We sadly announce the death of Albin Shanley on January 31st, 2021, the seventh of twelve children born to Jessie and Joseph Shanley of Holden, Alta.   He is survived by brother John (Gale) of Calgary, sister Emily Ogonoski of Tofield, Alta., sisters-ln-law Ruby Shanley and Anne Shanley of Edmonton.  Also by many nieces and nephews, some of whom were his Godchildren, grand nieces and nephews, many extended relatives, Chris, to whom he was an Uncle-at-Large and the many friends who gathered at the ‘Bench’.

Albin was predeceased by his parents Joseph and Jessie, infant sisters Julia and Frances, as well as siblings and inlaws Ed Shanley, Mary and Peter Komarnisky, Vera and Max Zook, Jack Ogonoski, Josie and Bert Sagert, Ludvick Shanley, Olga and Peter Nebo, Ray Shanley, and Tillie Shanley.  

Albin moved to Edmonton after high school graduation and began his working days as a draftsman with an Architectural firm.  He later joined Northwestern Utilities Company where he remained until retirement.

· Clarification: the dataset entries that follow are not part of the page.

//! Session identifiers and the generator that mints them.
//!
//! An id is the only handle a session exposes outside the process, so it
//! must be unique for as long as the process runs. Ids are 128 random
//! bits rendered as a canonical hyphenated UUID (version 4 layout), e.g.
//! `"3f0d1c52-9a5e-4b8e-a2f4-6c1d7e0b9a31"`.

use std::borrow::Borrow;
use std::fmt;
use std::sync::{LazyLock, Mutex, PoisonError};

use rand::rngs::StdRng;
use rand::{Rng, SeedableRng};
use serde::{Deserialize, Serialize};

/// The process-wide generator behind [`SessionId::generate`].
static GENERATOR: LazyLock<IdGenerator> = LazyLock::new(IdGenerator::new);

/// The string identifier of a session.
///
/// Serializes as a plain string, so it can be handed to clients and come
/// back in later requests unchanged.
#[derive(
    Debug, Clone, PartialEq, Eq, Hash, PartialOrd, Ord, Serialize, Deserialize,
)]
#[serde(transparent)]
pub struct SessionId(String);

impl SessionId {
    /// Mints a fresh id from the process-wide generator.
    pub fn generate() -> Self {
        GENERATOR.generate()
    }

    /// Returns the id as a string slice.
    pub fn as_str(&self) -> &str {
        &self.0
    }

    /// Consumes the id, returning the inner string.
    pub fn into_inner(self) -> String {
        self.0
    }
}

impl fmt::Display for SessionId {
    fn fmt(&self, f: &mut fmt::Formatter<'_>) -> fmt::Result {
        f.write_str(&self.0)
    }
}

impl AsRef<str> for SessionId {
    fn as_ref(&self) -> &str {
        &self.0
    }
}

// Lets `HashMap<SessionId, _>` be queried with a plain `&str`.
impl Borrow<str> for SessionId {
    fn borrow(&self) -> &str {
        &self.0
    }
}

impl From<String> for SessionId {
    fn from(s: String) -> Self {
        Self(s)
    }
}

impl From<&str> for SessionId {
    fn from(s: &str) -> Self {
        Self(s.to_string())
    }
}

/// Generates session ids from a seeded RNG behind its own lock.
///
/// The lock is independent of the registry lock, so minting ids never
/// contends with registry mutation.
pub struct IdGenerator {
    rng: Mutex<StdRng>,
}

impl IdGenerator {
    /// Creates a generator seeded from the operating system.
    ///
    /// # Panics
    /// Panics if the OS entropy source is unavailable; there is no
    /// meaningful way to continue without one.
    pub fn new() -> Self {
        Self {
            rng: Mutex::new(StdRng::from_os_rng()),
        }
    }

    /// Returns a new, random session id.
    pub fn generate(&self) -> SessionId {
        let bytes: [u8; 16] = self
            .rng
            .lock()
            .unwrap_or_else(PoisonError::into_inner)
            .random();
        let uuid = uuid::Builder::from_random_bytes(bytes).into_uuid();
        SessionId(uuid.hyphenated().to_string())
    }
}

impl Default for IdGenerator {
    fn default() -> Self {
        Self::new()
    }
}
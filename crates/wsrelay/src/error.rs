//! Unified error type for wsrelay.

use wsrelay_session::SessionError;
use wsrelay_transport::TransportError;

/// Top-level error that wraps the layer-specific errors.
///
/// `#[from]` on each variant lets `?` convert layer errors directly.
#[derive(Debug, thiserror::Error)]
pub enum WsRelayError {
    /// Binding or accepting on the listener failed.
    #[error(transparent)]
    Transport(#[from] TransportError),

    /// A direct session operation was rejected.
    #[error(transparent)]
    Session(#[from] SessionError),
}

#[cfg(test)]
mod tests {
    use std::io;

    use wsrelay_session::{SessionId, SessionState};

    use super::*;

    #[test]
    fn test_from_transport_error() {
        let err = TransportError::Accept(io::Error::new(
            io::ErrorKind::AddrInUse,
            "port taken",
        ));
        let relay_err: WsRelayError = err.into();
        assert!(matches!(relay_err, WsRelayError::Transport(_)));
        assert!(relay_err.to_string().contains("port taken"));
    }

    #[test]
    fn test_from_session_error() {
        let err = SessionError::NotActive {
            id: SessionId::from("abc"),
            state: SessionState::Closed,
        };
        let relay_err: WsRelayError = err.into();
        assert!(matches!(relay_err, WsRelayError::Session(_)));
        assert!(relay_err.to_string().contains("abc"));
    }
}
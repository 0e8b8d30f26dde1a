//! Transport abstraction layer for wsrelay.
//!
//! Provides the [`Connection`], [`MessageReader`] and [`MessageWriter`]
//! traits that the session layer drives. A connection starts out
//! pre-handshake; completing the handshake splits it into a reader half
//! (owned by the session's read loop) and a writer half (owned by the
//! session's write task).
//!
//! # Feature Flags
//!
//! - `websocket` (default): WebSocket transport via `tokio-tungstenite`

mod error;
#[cfg(feature = "websocket")]
mod websocket;

pub use error::TransportError;
#[cfg(feature = "websocket")]
pub use websocket::{
    HandshakeConfig, Incoming, PendingWebSocket, WebSocketListener,
    WebSocketReader, WebSocketWriter,
};

use std::fmt;
use std::future::Future;
use std::sync::Arc;

/// Whether a message travels as a text or a binary frame.
#[derive(Debug, Clone, Copy, PartialEq, Eq, Hash)]
pub enum MessageKind {
    /// UTF-8 text frame.
    Text,
    /// Binary frame.
    Binary,
}

impl MessageKind {
    /// Maps a text/binary flag onto a `MessageKind`.
    pub fn from_text_flag(is_text: bool) -> Self {
        if is_text { Self::Text } else { Self::Binary }
    }

    /// Returns `true` for [`MessageKind::Text`].
    pub fn is_text(self) -> bool {
        matches!(self, Self::Text)
    }
}

impl fmt::Display for MessageKind {
    fn fmt(&self, f: &mut fmt::Formatter<'_>) -> fmt::Result {
        match self {
            Self::Text => f.write_str("text"),
            Self::Binary => f.write_str("binary"),
        }
    }
}

/// An accepted connection that has not completed its handshake yet.
pub trait Connection: Send + 'static {
    /// The receiving half produced by a successful handshake.
    type Reader: MessageReader;
    /// The sending half produced by a successful handshake.
    type Writer: MessageWriter;

    /// Completes the upgrade handshake and splits the connection.
    fn handshake(
        self,
    ) -> impl Future<Output = Result<(Self::Reader, Self::Writer), TransportError>>
    + Send;
}

/// The receiving half of an open connection.
pub trait MessageReader: Send + 'static {
    /// Reads the next complete message, appending its payload to `buf`.
    ///
    /// Control frames are handled internally and never returned. A close
    /// from the peer surfaces as an error for which
    /// [`TransportError::is_normal_closure`] is `true`.
    fn read_message(
        &mut self,
        buf: &mut Vec<u8>,
    ) -> impl Future<Output = Result<MessageKind, TransportError>> + Send;
}

/// The sending half of an open connection.
pub trait MessageWriter: Send + 'static {
    /// Writes one complete message.
    fn write_message(
        &mut self,
        kind: MessageKind,
        payload: Arc<[u8]>,
    ) -> impl Future<Output = Result<(), TransportError>> + Send;

    /// Starts the closing handshake.
    fn close(&mut self) -> impl Future<Output = Result<(), TransportError>> + Send;
}
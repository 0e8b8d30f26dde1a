//! WebSocket transport implementation using `tokio-tungstenite`.

use std::io;
use std::net::SocketAddr;
use std::sync::Arc;
use std::time::Duration;

use bytes::Bytes;
use futures_util::stream::{SplitSink, SplitStream};
use futures_util::{SinkExt, StreamExt};
use tokio::net::{TcpListener, TcpStream};
use tokio_tungstenite::tungstenite::error::ProtocolError;
use tokio_tungstenite::tungstenite::handshake::server::{
    ErrorResponse, Request, Response,
};
use tokio_tungstenite::tungstenite::http::Uri;
use tokio_tungstenite::tungstenite::http::header::{HeaderValue, SERVER};
use tokio_tungstenite::tungstenite::protocol::WebSocketConfig;
use tokio_tungstenite::tungstenite::{Error as WsError, Message, Utf8Bytes};

use crate::{
    Connection, MessageKind, MessageReader, MessageWriter, TransportError,
};

type WsStream = tokio_tungstenite::WebSocketStream<TcpStream>;

/// Header slots offered to `httparse`; matches tungstenite's own limit.
const MAX_HEADERS: usize = 124;

/// Pause between peeks while the request head is still incomplete.
const PEEK_INTERVAL: Duration = Duration::from_millis(5);

// ---------------------------------------------------------------------------
// HandshakeConfig
// ---------------------------------------------------------------------------

/// Settings applied while upgrading an accepted TCP stream.
#[derive(Debug, Clone)]
pub struct HandshakeConfig {
    /// Value of the `Server` header on the handshake response.
    pub server_name: String,

    /// Upper bound on the HTTP upgrade request head, in bytes.
    pub max_request_head_bytes: usize,

    /// Largest inbound message accepted. `None` means unlimited.
    pub max_message_size: Option<usize>,

    /// How long a client gets to send its request and finish the upgrade.
    pub handshake_timeout: Duration,
}

impl Default for HandshakeConfig {
    fn default() -> Self {
        Self {
            server_name: "wsrelay".to_string(),
            max_request_head_bytes: 8 * 1024,
            max_message_size: Some(16 << 20),
            handshake_timeout: Duration::from_secs(10),
        }
    }
}

impl HandshakeConfig {
    fn websocket_config(&self) -> WebSocketConfig {
        let mut config = WebSocketConfig::default();
        config.max_message_size = self.max_message_size;
        config
    }
}

// ---------------------------------------------------------------------------
// Listener
// ---------------------------------------------------------------------------

/// Listens for TCP connections that are expected to upgrade to WebSocket.
pub struct WebSocketListener {
    listener: TcpListener,
    config: Arc<HandshakeConfig>,
}

impl WebSocketListener {
    /// Binds a new listener to the given address.
    pub async fn bind(
        addr: &str,
        config: HandshakeConfig,
    ) -> Result<Self, TransportError> {
        let listener =
            TcpListener::bind(addr).await.map_err(TransportError::Accept)?;
        tracing::info!(addr, "WebSocket listener bound");
        Ok(Self {
            listener,
            config: Arc::new(config),
        })
    }

    /// Returns the local address the listener is bound to.
    pub fn local_addr(&self) -> io::Result<SocketAddr> {
        self.listener.local_addr()
    }

    /// Waits for the next TCP connection.
    ///
    /// Nothing is read from the stream here, so a slow client cannot stall
    /// the accept loop.
    pub async fn accept(&self) -> Result<Incoming, TransportError> {
        let (stream, peer_addr) = self
            .listener
            .accept()
            .await
            .map_err(TransportError::Accept)?;
        tracing::debug!(%peer_addr, "accepted TCP connection");
        Ok(Incoming {
            stream,
            peer_addr,
            config: Arc::clone(&self.config),
        })
    }
}

/// A freshly accepted TCP stream whose upgrade request is still unread.
pub struct Incoming {
    stream: TcpStream,
    peer_addr: SocketAddr,
    config: Arc<HandshakeConfig>,
}

impl Incoming {
    /// Returns the remote address.
    pub fn peer_addr(&self) -> SocketAddr {
        self.peer_addr
    }

    /// Parses the HTTP upgrade request head to learn the request path.
    ///
    /// The head is only peeked at, so the WebSocket handshake still reads
    /// the full request from the socket.
    pub async fn read_request(self) -> Result<PendingWebSocket, TransportError> {
        let path = tokio::time::timeout(
            self.config.handshake_timeout,
            peek_request_path(&self.stream, self.config.max_request_head_bytes),
        )
        .await
        .map_err(|_| {
            TransportError::Handshake(io::Error::new(
                io::ErrorKind::TimedOut,
                "timed out reading upgrade request",
            ))
        })??;

        Ok(PendingWebSocket {
            stream: self.stream,
            path,
            peer_addr: self.peer_addr,
            config: self.config,
        })
    }
}

/// Peeks at `stream` until a complete request head can be parsed.
async fn peek_request_path(
    stream: &TcpStream,
    max: usize,
) -> Result<String, TransportError> {
    let mut buf = vec![0u8; max];
    let mut seen = 0;
    loop {
        let n = stream.peek(&mut buf).await.map_err(TransportError::Handshake)?;
        if n == 0 {
            return Err(TransportError::Eof);
        }
        if let Some(path) = parse_request_path(&buf[..n])? {
            return Ok(path);
        }
        if n == buf.len() {
            return Err(TransportError::Handshake(io::Error::new(
                io::ErrorKind::InvalidData,
                format!("upgrade request head exceeds {max} bytes"),
            )));
        }
        // Peek returns immediately while any bytes are buffered, so wait
        // for more to arrive instead of spinning.
        if n == seen {
            tokio::time::sleep(PEEK_INTERVAL).await;
        }
        seen = n;
    }
}

/// Parses a request head and returns the path of its target, without the
/// query. Returns `Ok(None)` while the head is incomplete.
///
/// Both origin-form (`/chat`) and absolute-form (`http://host/chat`)
/// targets are accepted.
fn parse_request_path(head: &[u8]) -> Result<Option<String>, TransportError> {
    let invalid = |e: Box<dyn std::error::Error + Send + Sync>| {
        TransportError::Handshake(io::Error::new(io::ErrorKind::InvalidData, e))
    };

    let mut headers = [httparse::EMPTY_HEADER; MAX_HEADERS];
    let mut request = httparse::Request::new(&mut headers);
    match request.parse(head) {
        Ok(httparse::Status::Partial) => return Ok(None),
        Ok(httparse::Status::Complete(_)) => {}
        Err(e) => return Err(invalid(e.into())),
    }

    let target = request.path.ok_or_else(|| invalid("missing request target".into()))?;
    let uri: Uri = target.parse().map_err(|e| invalid(Box::new(e)))?;
    let path = uri.path();
    if !path.starts_with('/') {
        return Err(invalid("request target has no absolute path".into()));
    }
    Ok(Some(path.to_string()))
}

// ---------------------------------------------------------------------------
// PendingWebSocket
// ---------------------------------------------------------------------------

/// An accepted connection whose path is known but whose WebSocket
/// handshake has not run yet.
pub struct PendingWebSocket {
    stream: TcpStream,
    path: String,
    peer_addr: SocketAddr,
    config: Arc<HandshakeConfig>,
}

impl PendingWebSocket {
    /// The request path the client asked to upgrade.
    pub fn path(&self) -> &str {
        &self.path
    }

    /// Returns the remote address.
    pub fn peer_addr(&self) -> SocketAddr {
        self.peer_addr
    }
}

impl Connection for PendingWebSocket {
    type Reader = WebSocketReader;
    type Writer = WebSocketWriter;

    async fn handshake(
        self,
    ) -> Result<(WebSocketReader, WebSocketWriter), TransportError> {
        let server_name = self.config.server_name.clone();
        let decorate = move |_req: &Request,
                             mut resp: Response|
              -> Result<Response, ErrorResponse> {
            if let Ok(value) = HeaderValue::from_str(&server_name) {
                resp.headers_mut().insert(SERVER, value);
            }
            Ok(resp)
        };

        let ws = tokio::time::timeout(
            self.config.handshake_timeout,
            tokio_tungstenite::accept_hdr_async_with_config(
                self.stream,
                decorate,
                Some(self.config.websocket_config()),
            ),
        )
        .await
        .map_err(|_| {
            TransportError::Handshake(io::Error::new(
                io::ErrorKind::TimedOut,
                "handshake timed out",
            ))
        })?
        .map_err(|e| map_ws_error(e, TransportError::Handshake))?;

        tracing::debug!(
            peer_addr = %self.peer_addr,
            path = %self.path,
            "WebSocket handshake complete"
        );

        let (sink, stream) = ws.split();
        Ok((WebSocketReader { stream }, WebSocketWriter { sink }))
    }
}

// ---------------------------------------------------------------------------
// Reader / Writer halves
// ---------------------------------------------------------------------------

/// The receiving half of an upgraded WebSocket.
pub struct WebSocketReader {
    stream: SplitStream<WsStream>,
}

impl MessageReader for WebSocketReader {
    async fn read_message(
        &mut self,
        buf: &mut Vec<u8>,
    ) -> Result<MessageKind, TransportError> {
        loop {
            match self.stream.next().await {
                Some(Ok(Message::Text(text))) => {
                    buf.extend_from_slice(text.as_bytes());
                    return Ok(MessageKind::Text);
                }
                Some(Ok(Message::Binary(data))) => {
                    buf.extend_from_slice(&data);
                    return Ok(MessageKind::Binary);
                }
                Some(Ok(Message::Close(_))) | None => {
                    return Err(TransportError::Closed);
                }
                Some(Ok(_)) => continue, // ping/pong/raw frame
                Some(Err(e)) => return Err(map_ws_error(e, TransportError::Read)),
            }
        }
    }
}

/// The sending half of an upgraded WebSocket.
pub struct WebSocketWriter {
    sink: SplitSink<WsStream, Message>,
}

impl MessageWriter for WebSocketWriter {
    async fn write_message(
        &mut self,
        kind: MessageKind,
        payload: Arc<[u8]>,
    ) -> Result<(), TransportError> {
        let msg = match kind {
            MessageKind::Text => {
                let text = Utf8Bytes::try_from(Bytes::from_owner(payload))
                    .map_err(|_| TransportError::InvalidText)?;
                Message::Text(text)
            }
            MessageKind::Binary => Message::Binary(Bytes::from_owner(payload)),
        };
        self.sink
            .send(msg)
            .await
            .map_err(|e| map_ws_error(e, TransportError::Write))
    }

    async fn close(&mut self) -> Result<(), TransportError> {
        self.sink
            .send(Message::Close(None))
            .await
            .map_err(|e| map_ws_error(e, TransportError::Write))
    }
}

/// Classifies a tungstenite error, keeping closure-class conditions apart
/// from genuine faults.
fn map_ws_error(
    e: WsError,
    fault: fn(io::Error) -> TransportError,
) -> TransportError {
    match e {
        WsError::ConnectionClosed | WsError::AlreadyClosed => {
            TransportError::Closed
        }
        WsError::Protocol(ProtocolError::ResetWithoutClosingHandshake) => {
            TransportError::Eof
        }
        WsError::Io(io) if io.kind() == io::ErrorKind::UnexpectedEof => {
            TransportError::Eof
        }
        WsError::Io(io) => fault(io),
        WsError::Capacity(c) => TransportError::MessageTooLarge(c.to_string()),
        other => fault(io::Error::new(io::ErrorKind::InvalidData, other)),
    }
}
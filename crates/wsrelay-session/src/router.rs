//! The router boundary: where session lifecycle events leave the core.
//!
//! wsrelay does not decide what a message means. Each session hands its
//! four lifecycle events to a [`Router`], tagged with the path the
//! connection was upgraded on:
//!
//! | Event     | When                                         |
//! |-----------|----------------------------------------------|
//! | `open`    | handshake done, session registered           |
//! | `message` | one complete inbound message                 |
//! | `error`   | the connection failed with a transport fault |
//! | `close`   | the connection ended normally                |
//!
//! Every opened session produces `open`, any number of `message`s, then
//! exactly one of `error` or `close`. A session whose handshake failed
//! produces only that final `error` or `close`.
//!
//! Dispatch is synchronous and runs on the session's read task, so a
//! router must not block. Writing to sessions from a router is fine:
//! [`Session::send`] only queues.

use std::collections::HashMap;
use std::sync::Arc;

use wsrelay_transport::{MessageKind, TransportError};

use crate::Session;

// ---------------------------------------------------------------------------
// Contexts
// ---------------------------------------------------------------------------

/// Passed with the `open` event.
#[derive(Debug, Clone, Copy)]
pub struct OpenContext<'a> {
    /// The session that just opened. Clone the `Arc` to keep it.
    pub session: &'a Arc<Session>,
    /// The upgrade path.
    pub path: &'a str,
}

/// Passed with each `message` event.
#[derive(Debug, Clone, Copy)]
pub struct MessageContext<'a> {
    /// The receiving session.
    pub session: &'a Arc<Session>,
    /// The complete message payload, exactly as received.
    pub payload: &'a [u8],
    /// Whether the message arrived as a text or binary frame.
    pub kind: MessageKind,
    /// The upgrade path.
    pub path: &'a str,
}

impl<'a> MessageContext<'a> {
    /// Returns `true` if the message arrived as a text frame.
    pub fn is_text(&self) -> bool {
        self.kind.is_text()
    }

    /// Returns the payload as `&str` for text messages.
    pub fn text(&self) -> Option<&'a str> {
        if self.is_text() {
            std::str::from_utf8(self.payload).ok()
        } else {
            None
        }
    }
}

/// Passed with the `error` event.
#[derive(Debug, Clone, Copy)]
pub struct ErrorContext<'a> {
    /// The failed session. It has already left the registry.
    pub session: &'a Arc<Session>,
    /// The upgrade path.
    pub path: &'a str,
    /// The fault that ended the connection.
    pub error: &'a TransportError,
}

/// Passed with the `close` event.
#[derive(Debug, Clone, Copy)]
pub struct CloseContext<'a> {
    /// The closed session. It has already left the registry.
    pub session: &'a Arc<Session>,
    /// The upgrade path.
    pub path: &'a str,
    /// The closure-class condition that ended the connection.
    pub cause: &'a TransportError,
}

// ---------------------------------------------------------------------------
// Router
// ---------------------------------------------------------------------------

/// Receives session lifecycle events.
///
/// Only `dispatch_message` is required; the other events default to
/// doing nothing.
///
/// # Example
///
/// ```rust
/// use wsrelay_session::{MessageContext, Router};
///
/// /// Sends every message straight back to its sender.
/// struct Echo;
///
/// impl Router for Echo {
///     fn dispatch_message(&self, _path: &str, ctx: MessageContext<'_>) {
///         let _ = ctx.session.send(ctx.payload, ctx.kind);
///     }
/// }
/// ```
pub trait Router: Send + Sync + 'static {
    /// A session finished its handshake and is now addressable.
    fn dispatch_open(&self, path: &str, ctx: OpenContext<'_>) {
        let _ = (path, ctx);
    }

    /// A session received one complete message.
    fn dispatch_message(&self, path: &str, ctx: MessageContext<'_>);

    /// A session failed with a transport fault.
    fn dispatch_error(&self, path: &str, ctx: ErrorContext<'_>) {
        let _ = (path, ctx);
    }

    /// A session ended normally.
    fn dispatch_close(&self, path: &str, ctx: CloseContext<'_>) {
        let _ = (path, ctx);
    }
}

impl<R: Router + ?Sized> Router for Arc<R> {
    fn dispatch_open(&self, path: &str, ctx: OpenContext<'_>) {
        (**self).dispatch_open(path, ctx)
    }

    fn dispatch_message(&self, path: &str, ctx: MessageContext<'_>) {
        (**self).dispatch_message(path, ctx)
    }

    fn dispatch_error(&self, path: &str, ctx: ErrorContext<'_>) {
        (**self).dispatch_error(path, ctx)
    }

    fn dispatch_close(&self, path: &str, ctx: CloseContext<'_>) {
        (**self).dispatch_close(path, ctx)
    }
}

// ---------------------------------------------------------------------------
// PathRouter
// ---------------------------------------------------------------------------

/// A [`Router`] that forwards each event to the router mounted on the
/// event's path.
///
/// Paths match exactly. Events on an unmounted path go to the fallback
/// router if one is set and are dropped otherwise.
#[derive(Default)]
pub struct PathRouter {
    routes: HashMap<String, Arc<dyn Router>>,
    fallback: Option<Arc<dyn Router>>,
}

impl PathRouter {
    /// Creates a router with no routes.
    pub fn new() -> Self {
        Self::default()
    }

    /// Mounts `router` on `path`, replacing any router already there.
    pub fn route(mut self, path: impl Into<String>, router: impl Router) -> Self {
        self.routes.insert(path.into(), Arc::new(router));
        self
    }

    /// Sets the router for paths with no mounted route.
    pub fn fallback(mut self, router: impl Router) -> Self {
        self.fallback = Some(Arc::new(router));
        self
    }

    fn resolve(&self, path: &str) -> Option<&Arc<dyn Router>> {
        let found = self.routes.get(path).or(self.fallback.as_ref());
        if found.is_none() {
            tracing::debug!(path, "no route for path; event dropped");
        }
        found
    }
}

impl Router for PathRouter {
    fn dispatch_open(&self, path: &str, ctx: OpenContext<'_>) {
        if let Some(router) = self.resolve(path) {
            router.dispatch_open(path, ctx);
        }
    }

    fn dispatch_message(&self, path: &str, ctx: MessageContext<'_>) {
        if let Some(router) = self.resolve(path) {
            router.dispatch_message(path, ctx);
        }
    }

    fn dispatch_error(&self, path: &str, ctx: ErrorContext<'_>) {
        if let Some(router) = self.resolve(path) {
            router.dispatch_error(path, ctx);
        }
    }

    fn dispatch_close(&self, path: &str, ctx: CloseContext<'_>) {
        if let Some(router) = self.resolve(path) {
            router.dispatch_close(path, ctx);
        }
    }
}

Having an interest in the Arts, he sought out the Pro Coro Singers and had a number of roles in productions presented by Walterdale Players Theatre dating back to 1955.  His passion for theatre and music were life-long and Albin was a generous patron of the arts as well as a benefactor to many local charities.  A strikingly handsome man with an eye for a well-cut suit and a flair for the dramatic, Albin enjoyed a modelling career spanning several decades.  Many will recall his signature handlebar moustache.  

Man about town, Albin loved to entertain.  Social gatherings large or small would find him in his element, always with a joke or story to tell while he shook a martini or tossed a gourmet salad.  The ‘events’ at the cabin at Miquelon Lake were not to be missed.  At family Christmases in Holden Albin would make a grand entrance loaded down with packages containing food, drink and gifts for all.  For many years his faithful black lab, Dash accompanied him and dutifully took his place under the table waiting for the inevitable ‘accidentally’ dropped morsel.  

He travelled to many (what were then) exotic locations.  Whether he was skiing the Swiss Alps, visiting the holy city of Jerusalem or sunning himself on the beaches of Cote d’Azur, he immersed himself in the local culture of the places he visited and returned with tales of his many adventures and always a suitcase full of trinkets.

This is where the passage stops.